Self-association of (R)-1,3-butanediol in an inert dilute solution studied by infrared spectroscopy in combination with density functional theory and chemometrics

Self-association of (R)-1,3-butanediol in a dilute carbon tetrachloride (CCl4) solution was studied by infrared (IR) spectroscopy in combination with density functional theory (DFT), Sugeta’s nonlinear least square (NLS) method and chemometrics methods including fixed-size moving window evolving factor analysis (FSMWEFA), principal component analysis (PCA), simple-to-use interactive self-modeling mixture analysis (SIMPLISMA), and iterative target transformation factor analysis (ITTFA). The association size of (R)-1,3-butanediol in the CCl4 solution estimated from PCA, SIMPLISMA and ITTFA are 3.2730, 3.2797 and 3.2950, respectively, suggesting that the major multimer species of (R)-1,3-butanediol in the solution are trimers.
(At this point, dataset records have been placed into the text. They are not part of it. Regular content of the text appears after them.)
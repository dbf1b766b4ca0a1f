//! Month paging and keyboard focus movement.
//!
//! [`NavigationController`] owns the displayed month. It changes only when
//! the host pages (previous/next month or year, jump to a date) or when a
//! keyboard move lands outside the month on screen.
//!
//! Keyboard moves produce a [`FocusRequest`] naming the day that should get
//! focus. The target cell may not exist yet: when the move crossed into
//! another month the grid has to be rebuilt first. The host therefore
//! re-renders, and only then takes the request with
//! [`NavigationController::take_focus_request`] and focuses the cell whose
//! key matches. Only the latest request is kept; an unconsumed request is
//! replaced by the next one.

use chrono::{Datelike, Days, NaiveDate};
use horizon_calendar_core::logging::targets;
use horizon_calendar_core::{Property, ReadOnlyProperty};

use crate::date::{DisplayedMonth, day_key};

/// Direction of a paging step.
#[derive(Debug, Clone, Copy, PartialEq, Eq, Hash)]
pub enum PageDirection {
    /// Towards earlier dates.
    Previous,
    /// Towards later dates.
    Next,
}

impl PageDirection {
    /// Maps the sign of `step` to a direction; zero has none.
    pub fn from_sign(step: i32) -> Option<Self> {
        match step.signum() {
            -1 => Some(Self::Previous),
            1 => Some(Self::Next),
            _ => None,
        }
    }

    fn months(self, per_step: i32) -> i32 {
        match self {
            Self::Previous => -per_step,
            Self::Next => per_step,
        }
    }
}

/// Keys the calendar reacts to.
#[derive(Debug, Clone, Copy, PartialEq, Eq, Hash)]
pub enum Key {
    /// One day back.
    ArrowLeft,
    /// One day forward.
    ArrowRight,
    /// One week back.
    ArrowUp,
    /// One week forward.
    ArrowDown,
    /// First day of the focused month.
    Home,
    /// Last day of the focused month.
    End,
    /// Same day one month back (one year with Shift).
    PageUp,
    /// Same day one month forward (one year with Shift).
    PageDown,
    /// Activate the focused day.
    Enter,
    /// Activate the focused day.
    Space,
    /// Abandon a pending range.
    Escape,
}

/// A key press with the modifiers the calendar cares about.
#[derive(Debug, Clone, Copy, PartialEq, Eq, Hash)]
pub struct KeyPress {
    /// The key.
    pub key: Key,
    /// Whether Shift was held.
    pub shift: bool,
}

impl KeyPress {
    /// A key press without modifiers.
    pub fn new(key: Key) -> Self {
        Self { key, shift: false }
    }

    /// The same key with Shift held.
    pub fn with_shift(mut self) -> Self {
        self.shift = true;
        self
    }
}

impl From<Key> for KeyPress {
    fn from(key: Key) -> Self {
        Self::new(key)
    }
}

/// A request for the host to focus the cell showing `target` after its next
/// render.
#[derive(Debug, Clone, Copy, PartialEq, Eq, Hash)]
pub struct FocusRequest {
    /// The day to focus.
    pub target: NaiveDate,
}

impl FocusRequest {
    /// Key of the cell to focus; matches [`DayCell::key`](crate::grid::DayCell::key).
    pub fn key(&self) -> i64 {
        day_key(self.target)
    }
}

/// Outcome of a keyboard focus move.
#[derive(Debug, Clone, Copy, PartialEq, Eq)]
pub struct FocusMove {
    /// The month shown after the move.
    pub displayed_month: DisplayedMonth,
    /// Whether the move changed the displayed month.
    pub month_changed: bool,
    /// Where focus should go once the grid is rebuilt.
    pub focus: FocusRequest,
}

/// Owns the displayed month and the pending keyboard focus target.
#[derive(Debug)]
pub struct NavigationController {
    displayed_month: Property<DisplayedMonth>,
    pending_focus: Option<FocusRequest>,
}

impl Default for NavigationController {
    fn default() -> Self {
        Self::new(DisplayedMonth::current())
    }
}

impl NavigationController {
    /// Creates a controller showing `month`.
    pub fn new(month: DisplayedMonth) -> Self {
        Self {
            displayed_month: Property::new(month),
            pending_focus: None,
        }
    }

    /// The month currently shown.
    pub fn displayed_month(&self) -> DisplayedMonth {
        self.displayed_month.get()
    }

    /// Read-only view of the displayed month.
    pub fn displayed(&self) -> ReadOnlyProperty<'_, DisplayedMonth> {
        ReadOnlyProperty::new(&self.displayed_month)
    }

    /// Shows `month`. Returns the new month if it differs from the old one.
    fn set_displayed_month(&mut self, month: DisplayedMonth) -> Option<DisplayedMonth> {
        let old = self.displayed_month.replace(month)?;
        tracing::debug!(target: targets::NAVIGATION, from = %old, to = %month, "displayed month changed");
        Some(month)
    }

    fn shift_months(&mut self, months: i32) -> Option<DisplayedMonth> {
        let current = self.displayed_month();
        match current.offset(months) {
            Some(month) => self.set_displayed_month(month),
            None => {
                tracing::warn!(
                    target: targets::NAVIGATION,
                    %current,
                    months,
                    "paging would leave the supported date range"
                );
                None
            }
        }
    }

    // =========================================================================
    // Paging
    // =========================================================================

    /// Moves the displayed month by one month.
    ///
    /// Returns the new month, or `None` when paging would leave chrono's date
    /// range (the month is then left unchanged).
    pub fn page_month(&mut self, direction: PageDirection) -> Option<DisplayedMonth> {
        self.shift_months(direction.months(1))
    }

    /// Moves the displayed month by one year.
    pub fn page_year(&mut self, direction: PageDirection) -> Option<DisplayedMonth> {
        self.shift_months(direction.months(12))
    }

    /// Shows the month containing `date`.
    ///
    /// Returns the new month only if it differs from the one already shown.
    pub fn show_date(&mut self, date: NaiveDate) -> Option<DisplayedMonth> {
        self.set_displayed_month(DisplayedMonth::containing(date))
    }

    // =========================================================================
    // Keyboard Focus
    // =========================================================================

    /// Moves keyboard focus `day_offset` days from `from`.
    ///
    /// If the target lies outside the displayed month, the month containing
    /// it becomes the displayed month. A focus request for the target is
    /// always recorded, replacing any unconsumed one. Disabled days may
    /// receive focus. An offset that would leave chrono's date range keeps
    /// focus on `from`.
    pub fn move_focus(&mut self, from: NaiveDate, day_offset: i64) -> FocusMove {
        let days = Days::new(day_offset.unsigned_abs());
        let target = if day_offset >= 0 {
            from.checked_add_days(days)
        } else {
            from.checked_sub_days(days)
        };
        let target = target.unwrap_or_else(|| {
            tracing::warn!(target: targets::NAVIGATION, %from, day_offset, "focus move out of range");
            from
        });
        self.focus_on(target)
    }

    /// Moves keyboard focus according to `press`, starting at `from`.
    ///
    /// Returns `None` for keys that do not move focus.
    pub fn move_focus_for_key(&mut self, from: NaiveDate, press: KeyPress) -> Option<FocusMove> {
        let focus_move = match press.key {
            Key::ArrowLeft => self.move_focus(from, -1),
            Key::ArrowRight => self.move_focus(from, 1),
            Key::ArrowUp => self.move_focus(from, -7),
            Key::ArrowDown => self.move_focus(from, 7),
            Key::Home => self.focus_on(DisplayedMonth::containing(from).first_day()),
            Key::End => self.focus_on(DisplayedMonth::containing(from).last_day()),
            Key::PageUp | Key::PageDown => {
                let direction = if press.key == Key::PageUp {
                    PageDirection::Previous
                } else {
                    PageDirection::Next
                };
                let months = direction.months(if press.shift { 12 } else { 1 });
                let target = DisplayedMonth::containing(from)
                    .offset(months)
                    .map_or(from, |month| month.clamped_day(from.day()));
                self.focus_on(target)
            }
            Key::Enter | Key::Space | Key::Escape => return None,
        };
        Some(focus_move)
    }

    fn focus_on(&mut self, target: NaiveDate) -> FocusMove {
        let month_changed = if self.displayed_month().contains(target) {
            false
        } else {
            self.set_displayed_month(DisplayedMonth::containing(target))
                .is_some()
        };

        let focus = FocusRequest { target };
        if let Some(previous) = self.pending_focus.replace(focus) {
            tracing::trace!(
                target: targets::NAVIGATION,
                superseded = %previous.target,
                "unconsumed focus request replaced"
            );
        }
        tracing::debug!(target: targets::NAVIGATION, %target, month_changed, "focus requested");

        FocusMove {
            displayed_month: self.displayed_month(),
            month_changed,
            focus,
        }
    }

    /// The focus request waiting for the next render, if any.
    pub fn pending_focus(&self) -> Option<FocusRequest> {
        self.pending_focus
    }

    /// Takes the pending focus request. Call after the grid is re-rendered.
    pub fn take_focus_request(&mut self) -> Option<FocusRequest> {
        self.pending_focus.take()
    }
}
A theoretical investigation of trimer structures of (R)-1,3-butanediol was carried out with DFT. It was found from the DFT calculation that cyclic trimers are more stable than linear ones. Structure of hydrogen-bonded OH ring and position of side chains are the two main factors that determine the stability of trimers. The intra-molecular hydrogen bonded OH…OH structure in the (R)-1,3-butanediol monomer brings additional influence on the trimers’ structures.